Bullous pemphigoid (BP) is a blistering disorder of the skin and mucosa that may coexist with
inflammatory bowel disease (IBD). The authors' experiences with peristomal and generalized BP in five patients (three with
ulcerative colitis [UC] post
colostomy surgery and two with
Crohn's disease [CD] post
ileostomy surgery, time since surgery 5 to 20 years) is described. The patients presented with peristomal
blisters and erosions, subsequently confirmed as BP by skin biopsy. Treatments for the
skin disease included potent alcohol-based topical
corticosteroids, oral
tetracyclines, and oral
corticosteroids. In three patients (two with UC, one with CD), the initially localized peristomal disease later became generalized across the skin; these patients were more likely to require systemic immunosuppressive therapy.
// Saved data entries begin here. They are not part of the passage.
use colored::Colorize;

use satchel_logger as logger;
use satchel_manifest::{Lockfile, StateFile};

use crate::GlobalOpts;

/// List installed plugins from the state file, with locked versions
pub fn list_plugins(opts: &GlobalOpts) -> Result<(), String> {
    let project_root = opts.project_root()?;

    let state =
        StateFile::load(&project_root).map_err(|e| format!("Failed to load state: {}", e))?;
    let lockfile = Lockfile::load(&project_root).unwrap_or_else(|e| {
        logger::warn(&format!("Failed to load lockfile: {}", e));
        Lockfile::default()
    });

    if state.is_empty() {
        println!("No plugins installed.");
        return Ok(());
    }

    println!("{}", "Installed plugins:".bold());
    for name in state.plugin_names() {
        let Some(entry) = state.plugin(&name) else {
            continue;
        };

        let version = entry
            .version
            .clone()
            .or_else(|| lockfile.locked_version(&name).map(str::to_string))
            .unwrap_or_else(|| "unknown".to_string());

        let mut details = vec![format!("{} file(s)", entry.files.len())];
        if !entry.mcp_servers.is_empty() {
            details.push(format!("{} mcp server(s)", entry.mcp_servers.len()));
        }
        if !entry.permissions.is_empty() {
            details.push(format!("{} permission(s)", entry.permissions.len()));
        }

        println!(
            " {} {} {} {}",
            "*".bold().green(),
            name.bold(),
            version.cyan(),
            format!("({})", details.join(", ")).dimmed()
        );

        if lockfile.is_locked(&name) && logger::get_verbosity() >= 1 {
            if let Some(locked) = lockfile.locked_entry(&name) {
                println!("     locked to {} from {}", locked.version, locked.source);
            }
        }
    }

    Ok(())
}
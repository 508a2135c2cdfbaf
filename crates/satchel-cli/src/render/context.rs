//! Context spec resolution
//!
//! A component's context is one relative file path, or an ordered list of
//! items where each item is a plain path or a `{ path, when }` conditional.
//! List items render in order and concatenate with newline separation.
//!
//! Missing files are tolerated: a plain single-path spec (and plain list
//! items) render an inert placeholder comment; conditional list items are
//! silently skipped. Template errors inside an existing file are fatal and
//! name that file.

use serde_json::Value;
use std::fs;
use std::path::Path;

use satchel_manifest::{ContextItem, ContextSpec};

use super::predicate;
use super::template;
use super::RenderFailure;

/// Resolve a context spec into rendered text
pub fn resolve_context(
    spec: &ContextSpec,
    source_dir: &Path,
    context: &Value,
) -> Result<String, RenderFailure> {
    match spec {
        ContextSpec::Single(path) => render_item(path, source_dir, context, true),
        ContextSpec::Many(items) => {
            let mut pieces = Vec::new();
            for item in items {
                match item {
                    ContextItem::Plain(path) => {
                        pieces.push(render_item(path, source_dir, context, true)?);
                    }
                    ContextItem::Conditional { path, when } => {
                        if !predicate::evaluate(when, context) {
                            tracing::debug!(%path, %when, "conditional context item skipped");
                            continue;
                        }
                        // A missing conditional item drops out silently
                        if !source_dir.join(normalize(path)).is_file() {
                            tracing::debug!(%path, "conditional context file missing, skipped");
                            continue;
                        }
                        pieces.push(render_item(path, source_dir, context, false)?);
                    }
                }
            }
            Ok(pieces.join("\n"))
        }
    }
}

/// Strip a leading `./` so placeholder messages and joins stay clean
fn normalize(path: &str) -> &str {
    path.strip_prefix("./").unwrap_or(path)
}

fn render_item(
    path: &str,
    source_dir: &Path,
    context: &Value,
    placeholder_when_missing: bool,
) -> Result<String, RenderFailure> {
    let rel = normalize(path);
    let full = source_dir.join(rel);

    let raw = match fs::read_to_string(&full) {
        Ok(content) => content,
        Err(err) => {
            if placeholder_when_missing {
                tracing::debug!(path = rel, error = %err, "context file not readable");
                return Ok(format!("<!-- Context file not found: {rel} -->\n"));
            }
            return Ok(String::new());
        }
    };

    template::render_str(&raw, context).map_err(|err| RenderFailure {
        file: rel.to_string(),
        reason: err.to_string(),
    })
}

#[cfg(test)]
mod tests {
    use super::*;
    use serde_json::json;
    use tempfile::TempDir;

    #[test]
    fn test_single_path_renders() {
        let Ok(dir) = TempDir::new() else {
            return;
        };
        if fs::write(dir.path().join("s.md"), "Hello, {{ name }}").is_err() {
            return;
        }

        let spec = ContextSpec::Single("./s.md".to_string());
        let rendered = resolve_context(&spec, dir.path(), &json!({"name": "World"}));
        assert!(rendered.is_ok_and(|text| text == "Hello, World"));
    }

    #[test]
    fn test_missing_single_path_renders_placeholder() {
        let Ok(dir) = TempDir::new() else {
            return;
        };
        let spec = ContextSpec::Single("./s.md".to_string());
        let rendered = resolve_context(&spec, dir.path(), &json!({}));
        assert!(rendered.is_ok_and(|text| text == "<!-- Context file not found: s.md -->\n"));
    }

    #[test]
    fn test_list_renders_in_order_with_newlines() {
        let Ok(dir) = TempDir::new() else {
            return;
        };
        if fs::write(dir.path().join("a.md"), "alpha").is_err() {
            return;
        }
        if fs::write(dir.path().join("b.md"), "beta").is_err() {
            return;
        }

        let spec = ContextSpec::Many(vec![
            ContextItem::Plain("./a.md".to_string()),
            ContextItem::Plain("./b.md".to_string()),
        ]);
        let rendered = resolve_context(&spec, dir.path(), &json!({}));
        assert!(rendered.is_ok_and(|text| text == "alpha\nbeta"));
    }

    #[test]
    fn test_conditional_item_respects_predicate() {
        let Ok(dir) = TempDir::new() else {
            return;
        };
        if fs::write(dir.path().join("base.md"), "base").is_err() {
            return;
        }
        if fs::write(dir.path().join("extra.md"), "extra").is_err() {
            return;
        }

        let spec = ContextSpec::Many(vec![
            ContextItem::Plain("./base.md".to_string()),
            ContextItem::Conditional {
                path: "./extra.md".to_string(),
                when: "profile == 'strict'".to_string(),
            },
        ]);

        let off = resolve_context(&spec, dir.path(), &json!({"profile": "lax"}));
        assert!(off.is_ok_and(|text| text == "base"));

        let on = resolve_context(&spec, dir.path(), &json!({"profile": "strict"}));
        assert!(on.is_ok_and(|text| text == "base\nextra"));
    }

    #[test]
    fn test_missing_conditional_item_is_skipped() {
        let Ok(dir) = TempDir::new() else {
            return;
        };
        if fs::write(dir.path().join("base.md"), "base").is_err() {
            return;
        }

        let spec = ContextSpec::Many(vec![
            ContextItem::Plain("./base.md".to_string()),
            ContextItem::Conditional {
                path: "./gone.md".to_string(),
                when: "true".to_string(),
            },
        ]);
        let rendered = resolve_context(&spec, dir.path(), &json!({}));
        assert!(rendered.is_ok_and(|text| text == "base"));
    }

    #[test]
    fn test_template_error_names_file() {
        let Ok(dir) = TempDir::new() else {
            return;
        };
        if fs::write(dir.path().join("s.md"), "Hi {{ nope }}").is_err() {
            return;
        }

        let spec = ContextSpec::Single("./s.md".to_string());
        let rendered = resolve_context(&spec, dir.path(), &json!({}));
        assert!(rendered.is_err_and(|err| err.file == "s.md" && err.reason.contains("nope")));
    }

    #[test]
    fn test_missing_plain_list_item_renders_placeholder() {
        let Ok(dir) = TempDir::new() else {
            return;
        };
        let spec = ContextSpec::Many(vec![ContextItem::Plain("./gone.md".to_string())]);
        let rendered = resolve_context(&spec, dir.path(), &json!({}));
        assert!(rendered.is_ok_and(|text| text == "<!-- Context file not found: gone.md -->\n"));
    }
}
//! Error types for the installation core

use thiserror::Error;

use satchel_manifest::{DescriptorError, StoreError};

use crate::render::RenderFailure;

/// How many conflicting paths a conflict message lists before truncating
pub const CONFLICT_PREVIEW_LIMIT: usize = 5;

/// Pre-write conflict: the plan would touch existing files satchel does not
/// manage. Raised before any mutation, so there is nothing to roll back.
#[derive(Debug, Clone)]
pub struct ConflictError {
    /// Offending relative paths (capped preview)
    pub paths: Vec<String>,
    /// How many further conflicts were truncated from the preview
    pub remainder: usize,
}

impl ConflictError {
    pub fn new(mut all_paths: Vec<String>) -> Self {
        let remainder = all_paths.len().saturating_sub(CONFLICT_PREVIEW_LIMIT);
        all_paths.truncate(CONFLICT_PREVIEW_LIMIT);
        ConflictError {
            paths: all_paths,
            remainder,
        }
    }
}

impl std::fmt::Display for ConflictError {
    fn fmt(&self, f: &mut std::fmt::Formatter<'_>) -> std::fmt::Result {
        write!(
            f,
            "existing unmanaged files would be overwritten: {}",
            self.paths.join(", ")
        )?;
        if self.remainder > 0 {
            write!(f, " (and {} more)", self.remainder)?;
        }
        write!(f, "; re-run with --force to overwrite")
    }
}

impl std::error::Error for ConflictError {}

/// Errors raised while installing one plugin
#[derive(Debug, Error)]
pub enum InstallError {
    #[error("failed to fetch '{plugin}': {reason}")]
    Fetch { plugin: String, reason: String },

    #[error("invalid plugin manifest: {0}")]
    ManifestParse(#[from] DescriptorError),

    #[error(transparent)]
    Conflict(#[from] ConflictError),

    #[error(transparent)]
    TemplateRender(#[from] RenderFailure),

    #[error("platform adapter error: {0}")]
    Adapter(String),

    #[error(transparent)]
    Store(#[from] StoreError),

    #[error("IO error: {0}")]
    Io(#[from] std::io::Error),
}

impl InstallError {
    /// Conflicts are detected before any write; everything else may have
    /// mutated the filesystem and needs the backups replayed.
    pub fn needs_rollback(&self) -> bool {
        !matches!(self, InstallError::Conflict(_))
    }
}

#[cfg(test)]
mod tests {
    use super::*;

    #[test]
    fn test_conflict_preview_is_capped() {
        let paths: Vec<String> = (0..8).map(|i| format!("file-{i}.md")).collect();
        let error = ConflictError::new(paths);
        assert_eq!(error.paths.len(), CONFLICT_PREVIEW_LIMIT);
        assert_eq!(error.remainder, 3);

        let message = error.to_string();
        assert!(message.contains("file-0.md"));
        assert!(message.contains("(and 3 more)"));
        assert!(message.contains("--force"));
    }

    #[test]
    fn test_small_conflict_has_no_remainder() {
        let error = ConflictError::new(vec!["a.md".to_string()]);
        assert_eq!(error.remainder, 0);
        assert!(!error.to_string().contains("more"));
    }

    #[test]
    fn test_rollback_classification() {
        let conflict = InstallError::Conflict(ConflictError::new(vec!["a.md".to_string()]));
        assert!(!conflict.needs_rollback());

        let fetch = InstallError::Fetch {
            plugin: "demo".to_string(),
            reason: "network".to_string(),
        };
        assert!(fetch.needs_rollback());
    }
}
Because an involvement of
plectin, a cytoskeletal
protein that attaches skin and mucosal cells to their extracellular matrix, in IBD has been shown, it is possible that this
protein forms the missing link between IBD and BP via
epitope spreading. The
inflammation of IBD exposes
plectin, stimulating a secondary immune response that may, in susceptible individuals, crossreact with the skin, provoking BP. Further research into this area could enable clinical testing for
plectin auto-
antibodies in patient sera, possibly preempting the development of BP and expediting the initiation of early effective treatment.